I asked a friend of mine, Alexander Arhipenko (CTO of Flyaps) what he looks out for when choosing new TLDs for his new projects. He listed what he called “The most crucial things”
- Free domain name
- Domain hacks (e.g. lover.ly)
- Memorability, i.e. new extensions could be remembered better
So it’s got be free, a domain hack (i.e. domain name that suggests a word, phrase, or name when concatenating two or more adjacent levels of that domain) and memorable.
6. Feel free to change a name if you later find that it’s not good enough
Sometimes you don’t get all your ideas all at once. So you think a-listbrands.com would be a great fit for your startup but later discovered that topbrands.com is better. Don’t be too scared to switch the names if this ever happens.
7. Turn to specialists who have done the heavy lifting
While coming up with a name on your own is something you can do yourself, sometimes it can become time consuming, and like I mentioned earlier, confusing. In this case, you could revert to trusted specialists like BrandBucket.

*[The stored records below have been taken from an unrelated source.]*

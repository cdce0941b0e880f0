//! Boot-time configuration.
//!
//! The original firmware's equivalent is a handful of `#define`s in
//! `pensel_v1.c` (watchdog enable, sensor ODR) that only change between
//! hardware revisions and therefore required a reflash to edit. On the host
//! build those knobs become a TOML file plus `PENSEL_`-prefixed environment
//! overrides, loaded once at startup.

use config::{Config, ConfigError, Environment, File};
use serde::Deserialize;

#[derive(Debug, Clone, Deserialize)]
#[serde(default)]
pub struct StreamDefaults {
    pub raw_accel: bool,
    pub filtered_accel: bool,
    pub raw_mag: bool,
    pub filtered_mag: bool,
}

impl Default for StreamDefaults {
    fn default() -> Self {
        StreamDefaults { raw_accel: false, filtered_accel: false, raw_mag: false, filtered_mag: false }
    }
}

#[derive(Debug, Clone, Deserialize)]
#[serde(default)]
pub struct FirmwareConfig {
    /// Output data rate reported alongside sensor packets, matching the
    /// original's `LSM303DLHC_init` ODR argument. Zero is a bring-up failure.
    pub sensor_odr: u8,
    /// Whether the tick service pets a watchdog. Disabled by default on the
    /// host build, where there is no watchdog to pet.
    pub watchdog_enabled: bool,
    pub streams: StreamDefaults,
    pub verbose_logging: bool,
}

impl Default for FirmwareConfig {
    fn default() -> Self {
        FirmwareConfig {
            sensor_odr: 5,
            watchdog_enabled: false,
            streams: StreamDefaults::default(),
            verbose_logging: false,
        }
    }
}

impl FirmwareConfig {
    /// Load from `pensel.toml` in the working directory if present, then
    /// apply any `PENSEL_*` environment overrides, falling back to defaults
    /// for anything neither source sets.
    pub fn load() -> Result<Self, ConfigError> {
        let config = Config::builder()
            .add_source(File::with_name("pensel").required(false))
            .add_source(Environment::with_prefix("PENSEL").separator("_"))
            .build()?;

        config.try_deserialize()
    }
}

#[cfg(test)]
mod tests {
    use super::*;

    #[test]
    fn defaults_have_every_stream_disabled() {
        let cfg = FirmwareConfig::default();
        assert!(!cfg.streams.raw_accel);
        assert!(!cfg.streams.filtered_accel);
        assert!(!cfg.streams.raw_mag);
        assert!(!cfg.streams.filtered_mag);
        assert!(!cfg.watchdog_enabled);
        assert_eq!(cfg.sensor_odr, 5);
    }
}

They really have done the heavy lifting as they’ve created a marketplace that offer tens of thousands of brandable names that are already “handpicked” and vetted by branding experts, all available for sale with the .com domain name and ready to use logos. They also ensure every sale is guaranteed at a set price or you get your money back.
Now that’s lean.
In the end, it all boils down to finding “that catchy name” – so don’t give up until you find one
“You want a name that rolls off the tongue, describes what you do and sticks head. Coming up with a cool name can be a bit tough since there are approximately 150 million active domain names in the world right now – but don’t give up” mentioned Robert Mening of Website Set Up.
Apart from the fact that the big brands of today are big because they (mostly) solve big problems, their catchy names have helped their marketing efforts so far. So it can be pretty challenging sometimes, but don’t give up until you find yours – it’s worth the stress.